TASK DIRECTIONS.
Return every line of the records that includes the string "unix".
_ _ _ _ _
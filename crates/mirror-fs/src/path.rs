//! Relative path identity shared by the source and replica trees

use std::ffi::{OsStr, OsString};
use std::path::{Component, Path, PathBuf};

use crate::{Error, Result};

/// A location relative to a tree root, held as its native name segments.
///
/// The same `RelativePath` names "the same entry" in the source tree and in
/// the replica tree. It is resolved against a root only at I/O boundaries
/// via [`RelativePath::under`]. The empty path denotes the root itself.
///
/// Segments keep the platform's exact bytes, so names that are not valid
/// UTF-8 still resolve to the same entry. Only [`Display`](std::fmt::Display)
/// is lossy, joining segments with forward slashes.
#[derive(Debug, Clone, PartialEq, Eq, PartialOrd, Ord, Hash, Default)]
pub struct RelativePath {
    segments: Vec<OsString>,
}

impl RelativePath {
    /// The relative path of a tree root.
    pub fn root() -> Self {
        Self::default()
    }

    /// Create a relative path from any path-like input.
    ///
    /// Backslashes in UTF-8 input become forward slashes, and empty, `.` and
    /// leading `/` segments are dropped.
    pub fn new(path: impl AsRef<Path>) -> Self {
        let path = path.as_ref();
        let segments = match path.to_str() {
            Some(text) => text
                .split(['/', '\\'])
                .filter(|segment| !segment.is_empty() && *segment != ".")
                .map(OsString::from)
                .collect(),
            None => path
                .components()
                .filter_map(|component| match component {
                    Component::Normal(name) => Some(name.to_os_string()),
                    _ => None,
                })
                .collect(),
        };
        Self { segments }
    }

    /// Compute the path of `path` relative to `root`.
    pub fn from_root(root: &Path, path: &Path) -> Result<Self> {
        let stripped = path.strip_prefix(root).map_err(|_| Error::OutsideRoot {
            path: path.to_path_buf(),
            root: root.to_path_buf(),
        })?;

        let mut segments = Vec::new();
        for component in stripped.components() {
            match component {
                Component::Normal(name) => segments.push(name.to_os_string()),
                Component::CurDir => {}
                _ => {
                    return Err(Error::OutsideRoot {
                        path: path.to_path_buf(),
                        root: root.to_path_buf(),
                    });
                }
            }
        }

        Ok(Self { segments })
    }

    /// Whether this is the root of its tree.
    pub fn is_root(&self) -> bool {
        self.segments.is_empty()
    }

    /// Resolve this path against a tree root, producing a native path.
    pub fn under(&self, root: &Path) -> PathBuf {
        let mut native = root.to_path_buf();
        native.extend(&self.segments);
        native
    }

    /// Append a single entry name, taken verbatim.
    pub fn join(&self, name: impl AsRef<OsStr>) -> Self {
        let mut segments = self.segments.clone();
        segments.push(name.as_ref().to_os_string());
        Self { segments }
    }

    /// Get the parent directory, or `None` for the root.
    pub fn parent(&self) -> Option<Self> {
        let (_, parent) = self.segments.split_last()?;
        Some(Self {
            segments: parent.to_vec(),
        })
    }
}

impl std::fmt::Display for RelativePath {
    fn fmt(&self, f: &mut std::fmt::Formatter<'_>) -> std::fmt::Result {
        if self.segments.is_empty() {
            return write!(f, ".");
        }
        for (i, segment) in self.segments.iter().enumerate() {
            if i > 0 {
                write!(f, "/")?;
            }
            write!(f, "{}", segment.to_string_lossy())?;
        }
        Ok(())
    }
}

impl From<&str> for RelativePath {
    fn from(s: &str) -> Self {
        Self::new(s)
    }
}

impl From<String> for RelativePath {
    fn from(s: String) -> Self {
        Self::new(s)
    }
}

#[cfg(test)]
mod tests {
    use super::*;

    #[test]
    fn new_normalizes_separators_and_dots() {
        assert_eq!(RelativePath::new("a\\b/./c/").to_string(), "a/b/c");
        assert_eq!(RelativePath::new("/a//b").to_string(), "a/b");
    }

    #[test]
    fn root_displays_as_dot() {
        assert!(RelativePath::root().is_root());
        assert_eq!(RelativePath::root().to_string(), ".");
    }

    #[test]
    fn from_root_strips_prefix() {
        let root = Path::new("/data/source");
        let rel = RelativePath::from_root(root, &root.join("docs").join("a.txt")).unwrap();
        assert_eq!(rel, RelativePath::new("docs/a.txt"));
    }

    #[test]
    fn from_root_rejects_foreign_path() {
        let result = RelativePath::from_root(Path::new("/data/source"), Path::new("/etc/passwd"));
        assert!(matches!(result, Err(Error::OutsideRoot { .. })));
    }

    #[test]
    fn under_resolves_against_any_root() {
        let rel = RelativePath::new("sub/file.txt");
        assert_eq!(
            rel.under(Path::new("/replica")),
            Path::new("/replica").join("sub").join("file.txt")
        );
        assert_eq!(RelativePath::root().under(Path::new("/replica")), Path::new("/replica"));
    }

    #[test]
    fn parent_walks_up_to_root() {
        let rel = RelativePath::new("a/b");
        let parent = rel.parent().unwrap();
        assert_eq!(parent, RelativePath::new("a"));
        assert!(parent.parent().unwrap().is_root());
        assert!(RelativePath::root().parent().is_none());
    }

    #[test]
    fn join_from_root_has_no_leading_separator() {
        assert_eq!(RelativePath::root().join("x").to_string(), "x");
        assert_eq!(RelativePath::new("x").join("y"), RelativePath::new("x/y"));
    }

    #[cfg(unix)]
    #[test]
    fn non_utf8_segments_are_kept_verbatim() {
        use std::os::unix::ffi::OsStrExt;

        let name = OsStr::from_bytes(b"d\xff");
        let rel = RelativePath::root().join(name).join("f.txt");
        let native = rel.under(Path::new("/replica"));

        assert_eq!(native, Path::new("/replica").join(name).join("f.txt"));
        assert_eq!(RelativePath::from_root(Path::new("/replica"), &native).unwrap(), rel);
        assert_eq!(rel.to_string(), "d\u{FFFD}/f.txt");
    }
}
//! One-way directory synchronization engine
//!
//! This crate makes a replica tree mirror a source tree:
//!
//! - **Synchronizer**: runs passes that copy new and stale files, delete
//!   files and directories absent from the source, and create missing
//!   directories, isolating per-item failures
//! - **Change detection**: pluggable strategies deciding when an existing
//!   replica file is stale (timestamp by default)
//! - **Events**: every action and error is reported to an [`EventSink`]
//! - **Scheduler**: repeats passes on a fixed interval, never overlapping
//!
//! # Architecture
//!
//! ```text
//!          mirror-cli
//!              |
//!         mirror-core
//!              |
//!          mirror-fs
//! ```
//!
//! # Example
//!
//! ```no_run
//! use mirror_core::{SyncRoots, Synchronizer};
//!
//! let sync = Synchronizer::new(SyncRoots::new("/data/source", "/data/replica"));
//! sync.prepare()?;
//! let report = sync.run_pass();
//! println!("{} files copied", report.copied());
//! # Ok::<(), mirror_core::Error>(())
//! ```

pub mod compare;
pub mod config;
pub mod error;
pub mod event;
pub mod schedule;
pub mod sync;

pub use compare::{ChangeDetector, CompareMode, ContentHash, SizeAndTimestamp, Timestamp};
pub use config::{RunConfig, SyncConfig, SyncRoots};
pub use error::{Error, Result};
pub use event::{
    EventSink, ItemFailure, LogEvent, MemorySink, Stage, SyncAction, SyncEvent, TracingSink,
};
pub use schedule::{Scheduler, SchedulerHandle, SchedulerStats};
pub use sync::{PassReport, PassStatus, SyncOptions, Synchronizer};
//! Outcome of a single pass

use std::time::Duration;

use chrono::{DateTime, Local};

use crate::event::{ItemFailure, SyncAction};

/// How a pass ended.
#[derive(Debug, Clone, PartialEq, Eq)]
pub enum PassStatus {
    /// Every stage ran; individual items may still have failed
    Completed,
    /// An enumeration failed and the rest of the pass was abandoned
    Aborted { message: String },
    /// Another pass was in progress, so nothing was done
    Skipped,
}

/// Report from a single synchronization pass
#[derive(Debug, Clone)]
pub struct PassReport {
    pub status: PassStatus,
    /// Actions taken (or planned, in a dry run), in the order performed
    pub actions: Vec<SyncAction>,
    /// Per-item failures, in the order encountered
    pub errors: Vec<ItemFailure>,
    pub started_at: DateTime<Local>,
    pub elapsed: Duration,
}

impl PassReport {
    pub(crate) fn skipped() -> Self {
        Self {
            status: PassStatus::Skipped,
            actions: Vec::new(),
            errors: Vec::new(),
            started_at: Local::now(),
            elapsed: Duration::ZERO,
        }
    }

    /// Completed with no per-item failures.
    pub fn is_clean(&self) -> bool {
        self.status == PassStatus::Completed && self.errors.is_empty()
    }

    /// Completed without changing anything.
    pub fn is_noop(&self) -> bool {
        self.is_clean() && self.actions.is_empty()
    }

    pub fn copied(&self) -> usize {
        self.count(|a| matches!(a, SyncAction::CopiedFile { .. }))
    }

    pub fn deleted_files(&self) -> usize {
        self.count(|a| matches!(a, SyncAction::DeletedFile { .. }))
    }

    pub fn created_dirs(&self) -> usize {
        self.count(|a| matches!(a, SyncAction::CreatedDirectory { .. }))
    }

    pub fn deleted_dirs(&self) -> usize {
        self.count(|a| matches!(a, SyncAction::DeletedDirectory { .. }))
    }

    fn count(&self, predicate: impl Fn(&SyncAction) -> bool) -> usize {
        self.actions.iter().filter(|a| predicate(a)).count()
    }
}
_ _ _ _ _
PROBLEM SOLUTION.
    #[cfg(unix)]
        use std::os::unix::ffi::OsStrExt;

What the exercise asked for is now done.